Another notable finding is the lower cumulative incidence of prosthetic thrombosis in patients managed with combined VA-ECMO and IABP compared to VA-ECMO alone. The retrograde flow generated by femoro-femoral VA-ECMO in a myocardium compromised by postcardiotomy shock is detrimental to recovery, and the authors advocate for the combined VA-ECMO + IABP strategy whenever possible. 

As for recommendations, the initial management of chronic-subacute prosthetic valve thrombosis usually requires valve replacement surgery or thrombolysis. Extrapolating this scenario to patients with VA-ECMO in postcardiotomy shock is not considered viable by the authors. Instead, they propose alternatives such as converting to biventricular support to maintain intracavitary flow and enhancing anticoagulation with unfractionated heparin infusion. 

A limitation of the study lies in the choice of peripheral arterial cannulation, justified by a 2020 study concluding that high-flow central arterial cannulation in the immediate postoperative period leads to intracardiac stasis and increases thrombosis risk. Among peripheral cannulation options, the femoral artery is preferred over the axillary artery, as the latter has been associated with higher risks of accidental decannulation and bleeding. 

Peripheral VA-ECMO offers clear advantages over central VA-ECMO, such as reduced risks of mediastinitis and bleeding with a closed chest, as well as better ventilation capacity, minimizing the risk of atelectasis. 

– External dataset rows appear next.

// Team score aggregation over resolved slots.

use std::collections::{HashMap, HashSet};

use serde::{Deserialize, Serialize};

use crate::roster::lineup::Lineup;
use crate::roster::position::{Position, ReserveGroup};
use crate::scoring::resolve::{
    resolve_lineup, substitution_events, SlotResult, SubstitutionEvent,
};
use crate::scoring::rules::score_or_zero;
use crate::scoring::stats::StatLine;

/// Where an unused replacement was nominated.
#[derive(Debug, Clone, Copy, PartialEq, Eq, Serialize, Deserialize)]
pub enum ReplacementRole {
    Bench { covers: Position },
    Reserve { group: ReserveGroup, covers: Option<Position> },
}

/// A bench or reserve slot that was not needed, with the score it would have
/// posted on its own.
#[derive(Debug, Clone, PartialEq, Eq, Serialize, Deserialize)]
pub struct UnusedReplacement {
    pub player: String,
    pub role: ReplacementRole,
    pub score: u32,
}

/// The engine's full output for one team and one round.
#[derive(Debug, Clone, PartialEq, Eq, Serialize, Deserialize)]
pub struct TeamScore {
    /// Per-position outcomes, in [`Position::ALL`] order.
    pub slots: Vec<SlotResult>,
    /// Every replacement decision, in resolution order.
    pub substitutions: Vec<SubstitutionEvent>,
    /// Replacements that stayed out, with their standalone scores.
    pub unused: Vec<UnusedReplacement>,
    /// Sum of the six final slot scores.
    pub total_score: u32,
    /// Caller-supplied tipping bonus, possibly negative.
    pub dead_cert_bonus: i32,
    /// `total_score` plus the dead-cert bonus.
    pub final_score: i32,
}

/// Score a team's round: resolve substitutions, sum the six final slot
/// scores, and apply the externally computed dead-cert bonus.
///
/// Pure over its inputs and never fails: missing players, empty slots and
/// absent stat lines all degrade to zero scores.
pub fn compute_team_score(
    lineup: &Lineup,
    stats: &HashMap<String, StatLine>,
    round_end_passed: bool,
    dead_cert_bonus: i32,
) -> TeamScore {
    let slots = resolve_lineup(lineup, stats, round_end_passed);
    let substitutions = substitution_events(&slots);
    let unused = unused_replacements(lineup, stats, &substitutions);
    let total_score: u32 = slots.iter().map(|slot| slot.final_score).sum();
    let final_score = total_score as i32 + dead_cert_bonus;
    TeamScore {
        slots,
        substitutions,
        unused,
        total_score,
        dead_cert_bonus,
        final_score,
    }
}

/// The bench and reserve slots that were not needed, each with the score it
/// would have posted on its own: a bench slot or declared reserve under its
/// nominated position, an undeclared reserve under its best-scoring group
/// position. Players who did not play appear with a score of 0.
fn unused_replacements(
    lineup: &Lineup,
    stats: &HashMap<String, StatLine>,
    substitutions: &[SubstitutionEvent],
) -> Vec<UnusedReplacement> {
    let used: HashSet<&str> = substitutions
        .iter()
        .map(|event| event.replacement.as_str())
        .collect();

    let mut unused = Vec::new();
    for slot in &lineup.bench {
        if used.contains(slot.player.as_str()) {
            continue;
        }
        unused.push(UnusedReplacement {
            player: slot.player.clone(),
            role: ReplacementRole::Bench { covers: slot.covers },
            score: score_or_zero(slot.covers, stats.get(&slot.player)),
        });
    }
    for slot in &lineup.reserves {
        if used.contains(slot.player.as_str()) {
            continue;
        }
        let line = stats.get(&slot.player);
        let score = match slot.covers {
            Some(covers) => score_or_zero(covers, line),
            None => slot
                .group
                .positions()
                .iter()
                .map(|&position| score_or_zero(position, line))
                .max()
                .unwrap_or(0),
        };
        unused.push(UnusedReplacement {
            player: slot.player.clone(),
            role: ReplacementRole::Reserve { group: slot.group, covers: slot.covers },
            score,
        });
    }
    unused
}

#[cfg(test)]
mod tests {
    use super::*;

    fn stats_map(entries: &[(&str, StatLine)]) -> HashMap<String, StatLine> {
        entries
            .iter()
            .map(|(name, line)| (name.to_string(), *line))
            .collect()
    }

    fn full_lineup() -> Lineup {
        let mut lineup = Lineup::new();
        lineup.set_starter(Position::FullForward, "Lachie Naughton");
        lineup.set_starter(Position::TallForward, "Mick Dunbar");
        lineup.set_starter(Position::Offensive, "Theo Rossi");
        lineup.set_starter(Position::Midfielder, "Clancy Begg");
        lineup.set_starter(Position::Tackler, "Sam Whitfield");
        lineup.set_starter(Position::Ruck, "Angus Crane");
        lineup
    }

    fn full_stats() -> HashMap<String, StatLine> {
        stats_map(&[
            // 2*9 = 18
            ("Lachie Naughton", StatLine { goals: 2, ..Default::default() }),
            // 1*6 + 3*2 = 12
            ("Mick Dunbar", StatLine { goals: 1, marks: 3, ..Default::default() }),
            // 1*7 + 5 = 12
            ("Theo Rossi", StatLine { goals: 1, kicks: 5, ..Default::default() }),
            // 15 disposals = 15
            ("Clancy Begg", StatLine { kicks: 10, handballs: 5, ..Default::default() }),
            // 3*4 + 2 = 14
            ("Sam Whitfield", StatLine { tackles: 3, handballs: 2, ..Default::default() }),
            // 10 + 2 = 12 combined
            ("Angus Crane", StatLine { hitouts: 10, marks: 2, ..Default::default() }),
        ])
    }

    #[test]
    fn totals_sum_slot_scores_and_bonus() {
        let score = compute_team_score(&full_lineup(), &full_stats(), true, 6);
        // 18 + 12 + 12 + 15 + 14 + 12 = 83
        assert_eq!(score.total_score, 83);
        assert_eq!(score.final_score, 89);
        assert_eq!(score.dead_cert_bonus, 6);
        assert!(score.substitutions.is_empty());
        assert!(score.unused.is_empty());
    }

    #[test]
    fn conservation_holds_with_substitutions() {
        let mut lineup = full_lineup();
        lineup.add_bench("Harry Voss", Position::FullForward);
        let mut stats = full_stats();
        stats.insert("Harry Voss".to_string(), StatLine { goals: 4, ..Default::default() });

        let score = compute_team_score(&lineup, &stats, true, -3);
        let slot_sum: u32 = score.slots.iter().map(|slot| slot.final_score).sum();
        assert_eq!(score.total_score, slot_sum);
        assert_eq!(score.final_score, slot_sum as i32 - 3);
    }

    #[test]
    fn negative_bonus_can_push_final_below_zero() {
        let mut lineup = Lineup::new();
        lineup.set_starter(Position::FullForward, "Lachie Naughton");
        let stats = stats_map(&[(
            "Lachie Naughton",
            StatLine { goals: 1, behinds: 1, ..Default::default() },
        )]);

        // 10 - 12 = -2
        let score = compute_team_score(&lineup, &stats, true, -12);
        assert_eq!(score.total_score, 10);
        assert_eq!(score.final_score, -2);
    }

    #[test]
    fn empty_team_scores_zero() {
        let score = compute_team_score(&Lineup::new(), &HashMap::new(), true, 0);
        assert_eq!(score.total_score, 0);
        assert_eq!(score.final_score, 0);
        assert_eq!(score.slots.len(), 6);
        assert!(score.substitutions.is_empty());
        assert!(score.unused.is_empty());
    }

    #[test]
    fn unused_lists_replacements_that_stayed_out() {
        let mut lineup = full_lineup();
        lineup.add_bench("Harry Voss", Position::FullForward);
        lineup.add_bench("Joel Sheedy", Position::Tackler);
        lineup.set_reserve(ReserveGroup::B, "Ollie Trengove", None);
        let mut stats = full_stats();
        // Voss comes in for the FullForward (4*9 = 36 > 18)
        stats.insert("Harry Voss".to_string(), StatLine { goals: 4, ..Default::default() });
        // Sheedy played but cannot beat the Tackler's 14: 2*4 + 1 = 9
        stats.insert(
            "Joel Sheedy".to_string(),
            StatLine { tackles: 2, handballs: 1, ..Default::default() },
        );
        // 8 + 4 = 12 disposals is his best group position (Midfielder)
        stats.insert(
            "Ollie Trengove".to_string(),
            StatLine { kicks: 8, handballs: 4, ..Default::default() },
        );

        let score = compute_team_score(&lineup, &stats, true, 0);
        assert_eq!(score.substitutions.len(), 1);
        assert_eq!(score.unused.len(), 2);

        let sheedy = &score.unused[0];
        assert_eq!(sheedy.player, "Joel Sheedy");
        assert_eq!(sheedy.role, ReplacementRole::Bench { covers: Position::Tackler });
        assert_eq!(sheedy.score, 9);

        let trengove = &score.unused[1];
        assert_eq!(trengove.player, "Ollie Trengove");
        assert_eq!(
            trengove.role,
            ReplacementRole::Reserve { group: ReserveGroup::B, covers: None }
        );
        assert_eq!(trengove.score, 12);
    }

    #[test]
    fn unused_undeclared_reserve_takes_best_group_position() {
        let mut lineup = full_lineup();
        lineup.set_reserve(ReserveGroup::A, "Jack Rennie", None);
        let mut stats = full_stats();
        // FullForward 9, TallForward 6+16 = 22, Ruck 15+3+15 = 33
        stats.insert(
            "Jack Rennie".to_string(),
            StatLine { hitouts: 15, marks: 8, goals: 1, ..Default::default() },
        );

        let score = compute_team_score(&lineup, &stats, true, 0);
        assert_eq!(score.unused.len(), 1);
        assert_eq!(score.unused[0].score, 33);
    }

    #[test]
    fn unused_declared_reserve_scores_its_nominated_position() {
        let mut lineup = full_lineup();
        lineup.set_reserve(ReserveGroup::A, "Jack Rennie", Some(Position::TallForward));
        let mut stats = full_stats();
        // Declared TallForward: 1*6 + 8*2 = 22, even though Ruck would be 33
        stats.insert(
            "Jack Rennie".to_string(),
            StatLine { hitouts: 15, marks: 8, goals: 1, ..Default::default() },
        );

        let score = compute_team_score(&lineup, &stats, true, 0);
        assert_eq!(score.unused[0].score, 22);
    }

    #[test]
    fn unused_includes_a_no_show_bench_at_zero() {
        let mut lineup = full_lineup();
        lineup.add_bench("Harry Voss", Position::FullForward);
        let score = compute_team_score(&lineup, &full_stats(), true, 0);
        assert_eq!(score.unused.len(), 1);
        assert_eq!(score.unused[0].player, "Harry Voss");
        assert_eq!(score.unused[0].score, 0);
    }

    #[test]
    fn repeated_invocations_agree() {
        let mut lineup = full_lineup();
        lineup.add_bench("Harry Voss", Position::FullForward);
        lineup.set_reserve(ReserveGroup::B, "Ollie Trengove", None);
        let mut stats = full_stats();
        stats.insert("Harry Voss".to_string(), StatLine { goals: 4, ..Default::default() });

        let first = compute_team_score(&lineup, &stats, true, 6);
        let second = compute_team_score(&lineup, &stats, true, 6);
        assert_eq!(first, second);
    }
}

Regarding prosthesis position and its relationship to peripheral embolisms, the authors highlight previous series reporting higher embolism rates in mitral prostheses. For instance, a cohort of patients with peripheral VA-ECMO showed a 21% embolism rate among mitral prosthesis carriers, contrasting with the 7% reported in this cohort. However, these are case series with insufficient numbers to generate strong evidence. Therefore, it seems premature for the authors to assert that variables like prosthesis type and position do not influence embolism genesis. 

Although this study features a relatively large cohort, it remains insufficient to establish strong, reproducible recommendations for all cardiac surgery centers. A systematic review of cases from multiple centers is likely the best long-term solution, enabling the development of unified criteria for managing this rare but critical complication, which remains a significant concern for critical care units handling VA-ECMO patients. 

REFERENCE:

Danial P, Zamorano C, Carillion A, Barreda E, Laali M, Demondion P, et al. Incidence and outcomes of prosthetic valve thrombosis during peripheral extracorporeal membrane oxygenation. Eur J Cardiothorac Surg. 2024 Nov 4;66(5):ezae321. doi: 10.1093/ejcts/ezae321.